I'm wondering if it's possible to write a zsh script that will write a command to the prompt but NOT execute it, i.e. leave it there for me to edit and then execute when I'm ready. I can do something like this with keybindings by leaving off the final '\C-m'. eg:

bindkey -s "\e[1;3C" "howdy!"

... I press Alt+RightArrow and the text "howdy!" is printed at the prompt and just left there.

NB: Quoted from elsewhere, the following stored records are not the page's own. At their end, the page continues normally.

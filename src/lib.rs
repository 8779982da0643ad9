//! # streamweave-gst-designer
//!
//! Typed dataflow graph for designing GStreamer pipelines.
//!
//! ## Architecture
//!
//! - [types]: data types, ports and the [compatible] rule, node kinds with
//!   their configuration schema, [PipelineNode] and its segment renderer.
//! - [graph]: [PipelineGraph], which owns nodes and edges and rejects invalid
//!   mutations eagerly.
//! - [compiler]: [compile] turns a graph into one pipeline description.
//! - [document]: [export_document] and [PipelineGraph::from_document] for the
//!   portable document, with [snippets] expanded from the compiled pipeline.
//! - [document_io]: JSON persistence used by the `gst_designer` binary.

pub mod compiler;
pub mod document;
pub mod document_io;
pub mod error;
pub mod formats;
pub mod graph;
#[cfg(test)]
mod graph_test;
pub mod snippets;
pub mod types;

pub use compiler::compile;
pub use document::{ExportOptions, PipelineDocument, export_document};
pub use error::{GraphError, Result};
pub use graph::PipelineGraph;
pub use snippets::SnippetKind;
pub use types::{DataType, NodeKind, PipelineNode, PortDirection, compatible};
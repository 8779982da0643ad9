//! A node in the pipeline graph: fixed typed ports plus validated configuration.

use super::config::{Config, ConfigValue};
use super::segment::{FormatStage, Segment, SizeLimit, quote_value};
use super::{DataType, NodeKind, Port, PortDirection, Role};
use crate::error::{GraphError, Result};
use crate::formats::{AUTO_DETECT, format_for_path};

/// A node in the pipeline graph.
///
/// Holds no reference to the graph or to other nodes; all cross-node decisions
/// are made by the compiler.
#[derive(Debug, Clone, PartialEq)]
pub struct PipelineNode {
  id: String,
  name: String,
  kind: NodeKind,
  config: Config,
}

impl PipelineNode {
  /// Creates a node of `kind` with every field at its default.
  pub fn new(id: impl Into<String>, kind: NodeKind) -> Self {
    let config = kind
      .fields()
      .iter()
      .map(|f| (f.key.to_string(), f.default.clone()))
      .collect();
    Self {
      id: id.into(),
      name: kind.caption().to_string(),
      kind,
      config,
    }
  }

  pub fn with_name(mut self, name: impl Into<String>) -> Self {
    self.name = name.into();
    self
  }

  pub fn id(&self) -> &str {
    &self.id
  }

  pub fn name(&self) -> &str {
    &self.name
  }

  pub fn set_name(&mut self, name: impl Into<String>) {
    self.name = name.into();
  }

  pub fn kind(&self) -> NodeKind {
    self.kind
  }

  pub fn role(&self) -> Role {
    self.kind.role()
  }

  pub fn config(&self) -> &Config {
    &self.config
  }

  pub fn get(&self, key: &str) -> Option<&ConfigValue> {
    self.config.get(key)
  }

  pub fn port_count(&self, direction: PortDirection) -> usize {
    self.kind.port_types(direction).len()
  }

  pub fn port_type(&self, direction: PortDirection, index: usize) -> Result<DataType> {
    let types = self.kind.port_types(direction);
    types
      .get(index)
      .copied()
      .ok_or_else(|| GraphError::OutOfRange {
        node_id: self.id.clone(),
        direction,
        index,
        count: types.len(),
      })
  }

  pub fn port(&self, direction: PortDirection, index: usize) -> Result<Port> {
    let data_type = self.port_type(direction, index)?;
    Ok(Port {
      direction,
      index,
      data_type,
    })
  }

  /// Sets one configuration field. On failure the previous value is kept.
  pub fn set_config(&mut self, key: &str, value: impl Into<ConfigValue>) -> Result<()> {
    let field = self
      .kind
      .field(key)
      .ok_or_else(|| GraphError::invalid_config(&self.id, key, "unknown field"))?;
    let value = field
      .constraint
      .check(value.into())
      .map_err(|reason| GraphError::invalid_config(&self.id, key, reason))?;
    self.config.insert(key.to_string(), value);
    Ok(())
  }

  /// Picks the container format of a file source from its path's extension,
  /// as a file browser would. Only replaces `auto-detect`; returns the format
  /// now in effect, or `None` for other kinds and unknown extensions.
  pub fn guess_format(&mut self) -> Option<&'static str> {
    if self.kind != NodeKind::FileSource || self.text("format") != AUTO_DETECT {
      return None;
    }
    let format = format_for_path(self.text("file_path"))?;
    self.config.insert("format".to_string(), format.into());
    Some(format)
  }

  /// The node's own pipeline segment in structured form.
  pub fn segment(&self) -> Segment {
    match self.kind {
      NodeKind::FileSource => {
        let location = quote_value(self.text("file_path"));
        let mut segment = Segment::new(vec![format!("filesrc location={}", location)]);
        let format = self.text("format");
        segment = segment.with_format(if format == AUTO_DETECT {
          FormatStage::Detect {
            typefind: self.flag("typefind"),
          }
        } else {
          FormatStage::Container(format.to_string())
        });
        match self.kib_to_bytes("buffer_size_kb") {
          Some(bytes) => segment.with_size_limit(SizeLimit::Blocksize(bytes)),
          None => segment,
        }
      }
      NodeKind::RtspSource => Segment::new(vec![format!(
        "rtspsrc location={} latency={}",
        quote_value(self.text("location")),
        self.int("latency_ms")
      )])
      .with_format(FormatStage::Detect { typefind: false }),
      NodeKind::CameraSource => {
        Segment::new(vec![format!("v4l2src device={}", self.text("device"))])
      }
      NodeKind::VideoScale => {
        let segment = Segment::new(vec![
          "videoscale".to_string(),
          format!(
            "video/x-raw,width={},height={}",
            self.int("width"),
            self.int("height")
          ),
        ]);
        self.with_queue(segment)
      }
      NodeKind::H264Encoder => {
        let segment = Segment::new(vec![format!(
          "x264enc bitrate={} speed-preset={}",
          self.int("bitrate"),
          self.text("preset")
        )]);
        self.with_queue(segment)
      }
      NodeKind::RtmpSink => {
        let segment = Segment::new(vec![
          "flvmux streamable=true".to_string(),
          format!("rtmpsink location={}", quote_value(self.text("location"))),
        ]);
        self.with_queue(segment)
      }
      NodeKind::DisplaySink => Segment::new(vec![
        "videoconvert".to_string(),
        format!("autovideosink sync={}", self.flag("sync")),
      ]),
    }
  }

  /// The node's own segment text, as it would appear with no upstream nodes.
  pub fn render_segment(&self) -> String {
    self.segment().to_string()
  }

  fn with_queue(&self, segment: Segment) -> Segment {
    match self.kib_to_bytes("queue_size_kb") {
      Some(bytes) => segment.with_size_limit(SizeLimit::Queue(bytes)),
      None => segment,
    }
  }

  fn text(&self, key: &str) -> &str {
    self.get(key).and_then(ConfigValue::as_str).unwrap_or_default()
  }

  fn int(&self, key: &str) -> i64 {
    self.get(key).and_then(ConfigValue::as_i64).unwrap_or_default()
  }

  fn flag(&self, key: &str) -> bool {
    self.get(key).and_then(ConfigValue::as_bool).unwrap_or_default()
  }

  /// Positive kilobyte field as bytes; zero means "no clause".
  fn kib_to_bytes(&self, key: &str) -> Option<u64> {
    u64::try_from(self.int(key))
      .ok()
      .filter(|kb| *kb > 0)
      .map(|kb| kb * 1024)
  }
}
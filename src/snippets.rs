//! Integration snippets: templated expansions of a compiled pipeline string.
//!
//! Snippets are presentation only; nothing here feeds back into the graph.

use std::fmt;
use std::str::FromStr;

use serde::{Deserialize, Serialize};

/// A snippet flavour included in exported documents.
#[derive(Debug, Clone, Copy, PartialEq, Eq, Hash, Serialize, Deserialize)]
#[serde(rename_all = "snake_case")]
pub enum SnippetKind {
  GstLaunch,
  Python,
  Cpp,
  C,
}

impl SnippetKind {
  pub const ALL: [SnippetKind; 4] = [
    SnippetKind::GstLaunch,
    SnippetKind::Python,
    SnippetKind::Cpp,
    SnippetKind::C,
  ];

  /// Key under which the snippet is stored in a document.
  pub fn name(self) -> &'static str {
    match self {
      SnippetKind::GstLaunch => "gst_launch",
      SnippetKind::Python => "python",
      SnippetKind::Cpp => "cpp",
      SnippetKind::C => "c",
    }
  }

  /// Expands the template for `pipeline`.
  pub fn render(self, pipeline: &str) -> String {
    let literal = string_literal(pipeline);
    match self {
      SnippetKind::GstLaunch => format!("gst-launch-1.0 {}", pipeline),
      SnippetKind::Python => format!(
        "import gi\n\
         gi.require_version('Gst', '1.0')\n\
         from gi.repository import Gst\n\
         \n\
         Gst.init(None)\n\
         \n\
         pipeline_str = {}\n\
         pipeline = Gst.parse_launch(pipeline_str)\n\
         pipeline.set_state(Gst.State.PLAYING)\n",
        literal
      ),
      SnippetKind::Cpp => format!(
        "#include <gst/gst.h>\n\
         \n\
         int main(int argc, char* argv[]) {{\n\
         \x20   gst_init(&argc, &argv);\n\
         \n\
         \x20   GstElement* pipeline = gst_parse_launch({}, nullptr);\n\
         \x20   gst_element_set_state(pipeline, GST_STATE_PLAYING);\n\
         \n\
         \x20   return 0;\n\
         }}\n",
        literal
      ),
      SnippetKind::C => format!(
        "#include <gst/gst.h>\n\
         \n\
         int main(int argc, char *argv[]) {{\n\
         \x20   GError *error = NULL;\n\
         \x20   gst_init(&argc, &argv);\n\
         \n\
         \x20   GstElement *pipeline = gst_parse_launch({}, &error);\n\
         \x20   if (pipeline == NULL) {{\n\
         \x20       g_printerr(\"parse error: %s\\n\", error->message);\n\
         \x20       g_clear_error(&error);\n\
         \x20       return 1;\n\
         \x20   }}\n\
         \n\
         \x20   gst_element_set_state(pipeline, GST_STATE_PLAYING);\n\
         \x20   GstBus *bus = gst_element_get_bus(pipeline);\n\
         \x20   GstMessage *msg = gst_bus_timed_pop_filtered(\n\
         \x20       bus, GST_CLOCK_TIME_NONE, GST_MESSAGE_ERROR | GST_MESSAGE_EOS);\n\
         \n\
         \x20   if (msg != NULL)\n\
         \x20       gst_message_unref(msg);\n\
         \x20   gst_object_unref(bus);\n\
         \x20   gst_element_set_state(pipeline, GST_STATE_NULL);\n\
         \x20   gst_object_unref(pipeline);\n\
         \x20   return 0;\n\
         }}\n",
        literal
      ),
    }
  }
}

impl fmt::Display for SnippetKind {
  fn fmt(&self, f: &mut fmt::Formatter<'_>) -> fmt::Result {
    f.write_str(self.name())
  }
}

impl FromStr for SnippetKind {
  type Err = String;

  fn from_str(s: &str) -> Result<Self, Self::Err> {
    SnippetKind::ALL
      .iter()
      .copied()
      .find(|k| k.name() == s)
      .ok_or_else(|| {
        let names: Vec<_> = SnippetKind::ALL.iter().map(|k| k.name()).collect();
        format!("unknown snippet '{}' (expected one of: {})", s, names.join(", "))
      })
  }
}

/// Double-quoted literal valid in Python, C and C++.
fn string_literal(s: &str) -> String {
  let mut out = String::with_capacity(s.len() + 2);
  out.push('"');
  for c in s.chars() {
    match c {
      '"' => out.push_str("\\\""),
      '\\' => out.push_str("\\\\"),
      '\n' => out.push_str("\\n"),
      '\t' => out.push_str("\\t"),
      _ => out.push(c),
    }
  }
  out.push('"');
  out
}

I can also do something like what I want by writing my command to the history file and then recalling it with the up arrow. I've tried 'echo -n sometext' but it doesn't work.

Can I write a script that would exit leaving (say) " howdy! " on the command line? In actual fact I want the script to build up a complex command based on several things, but I want the script to leave it on the CLI for final editing, so automatic execution must be prevented.

Thanks in advance.

4

2 回答 2

5

原来答案很简单:

print -z $string-to-print
于 2012-04-15T04:53:40.370 回答
2

如果您指的是 zsh 函数而不是外部脚本,则可以编写一个 zle(zsh line editor的缩写)小部件并将其绑定到某个键。

# define to function to use
hello () {
 BUFFER=hello
 zle end-of-line
}
# create a zle widget, which will invoke the function.
zle -N hello
# bindkey Alt-a to that widget
bindkey "\ea" hello

您可以从Z-Shell 用户指南第 4 章了解更多信息。